(Beginning of AVAILABLE DATA)

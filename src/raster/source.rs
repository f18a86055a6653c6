// Decode collaborator: file bytes -> SourceImage

use std::io::Cursor;
use std::path::Path;

use image::{DynamicImage, ImageReader, RgbaImage};

use crate::error::ImageToolError;

/// A decoded raster image, held as RGBA.
///
/// Once constructed the pixels never change; every encode reads from the same
/// buffer, so one `SourceImage` can be shared across threads freely.
#[derive(Debug, Clone)]
pub struct SourceImage {
    pixels: RgbaImage,
    original_size: usize,
}

impl SourceImage {
    /// Decode an in-memory image file. The format is sniffed from the bytes.
    pub fn decode(bytes: &[u8]) -> crate::error::Result<Self> {
        let reader = ImageReader::new(Cursor::new(bytes))
            .with_guessed_format()
            .map_err(|e| ImageToolError::decode(e.to_string()))?;

        if reader.format().is_none() {
            return Err(ImageToolError::decode("unrecognized image format"));
        }

        let decoded = reader
            .decode()
            .map_err(|e| ImageToolError::decode(e.to_string()))?;

        Self::from_dynamic(decoded, bytes.len())
    }

    /// Read and decode an image file from disk.
    pub fn open(path: &Path) -> crate::error::Result<Self> {
        let bytes = std::fs::read(path)?;
        Self::decode(&bytes).map_err(|e| match e {
            ImageToolError::DecodeError(msg) => {
                ImageToolError::decode(format!("{}: {msg}", path.display()))
            }
            other => other,
        })
    }

    /// Wrap raw RGBA pixels (4 bytes per pixel).
    pub fn from_rgba(width: u32, height: u32, rgba_data: Vec<u8>) -> crate::error::Result<Self> {
        let expected_len = (width as usize)
            .checked_mul(height as usize)
            .and_then(|wh| wh.checked_mul(4))
            .ok_or_else(|| {
                ImageToolError::invalid_parameter(format!(
                    "Overflow computing buffer size for {}x{} RGBA image",
                    width, height
                ))
            })?;

        if rgba_data.len() != expected_len {
            return Err(ImageToolError::invalid_parameter(format!(
                "RGBA data size mismatch: expected {} bytes, got {}",
                expected_len,
                rgba_data.len()
            )));
        }

        let pixels = RgbaImage::from_raw(width, height, rgba_data)
            .ok_or_else(|| ImageToolError::invalid_parameter("Failed to create image from RGBA data"))?;

        Self::from_pixels(pixels, expected_len)
    }

    pub fn from_dynamic(image: DynamicImage, original_size: usize) -> crate::error::Result<Self> {
        Self::from_pixels(image.to_rgba8(), original_size)
    }

    fn from_pixels(pixels: RgbaImage, original_size: usize) -> crate::error::Result<Self> {
        if pixels.width() == 0 || pixels.height() == 0 {
            return Err(ImageToolError::decode(format!(
                "image has no pixels ({}x{})",
                pixels.width(),
                pixels.height()
            )));
        }
        Ok(Self {
            pixels,
            original_size,
        })
    }

    pub fn width(&self) -> u32 {
        self.pixels.width()
    }

    pub fn height(&self) -> u32 {
        self.pixels.height()
    }

    pub fn dimensions(&self) -> (u32, u32) {
        self.pixels.dimensions()
    }

    pub fn pixels(&self) -> &RgbaImage {
        &self.pixels
    }

    /// Byte length of the file this image was decoded from.
    pub fn original_size(&self) -> usize {
        self.original_size
    }
}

(End of AVAILABLE DATA)

WHAT YOU WILL DO —
Every line from the first entry to the line containing "let expected_len = (width as usize)" should be transcribed exactly, and nothing beyond it.

PROBLEM SOLUTION —
filename src/raster/source.rs
repository f18a86055a6653c6
// Decode collaborator: file bytes -> SourceImage

use std::io::Cursor;
use std::path::Path;

use image::{DynamicImage, ImageReader, RgbaImage};

use crate::error::ImageToolError;

/// A decoded raster image, held as RGBA.
///
/// Once constructed the pixels never change; every encode reads from the same
/// buffer, so one `SourceImage` can be shared across threads freely.
#[derive(Debug, Clone)]
pub struct SourceImage {
    pixels: RgbaImage,
    original_size: usize,
}

impl SourceImage {
    /// Decode an in-memory image file. The format is sniffed from the bytes.
    pub fn decode(bytes: &[u8]) -> crate::error::Result<Self> {
        let reader = ImageReader::new(Cursor::new(bytes))
            .with_guessed_format()
            .map_err(|e| ImageToolError::decode(e.to_string()))?;

        if reader.format().is_none() {
            return Err(ImageToolError::decode("unrecognized image format"));
        }

        let decoded = reader
            .decode()
            .map_err(|e| ImageToolError::decode(e.to_string()))?;

        Self::from_dynamic(decoded, bytes.len())
    }

    /// Read and decode an image file from disk.
    pub fn open(path: &Path) -> crate::error::Result<Self> {
        let bytes = std::fs::read(path)?;
        Self::decode(&bytes).map_err(|e| match e {
            ImageToolError::DecodeError(msg) => {
                ImageToolError::decode(format!("{}: {msg}", path.display()))
            }
            other => other,
        })
    }

    /// Wrap raw RGBA pixels (4 bytes per pixel).
    pub fn from_rgba(width: u32, height: u32, rgba_data: Vec<u8>) -> crate::error::Result<Self> {
        let expected_len = (width as usize)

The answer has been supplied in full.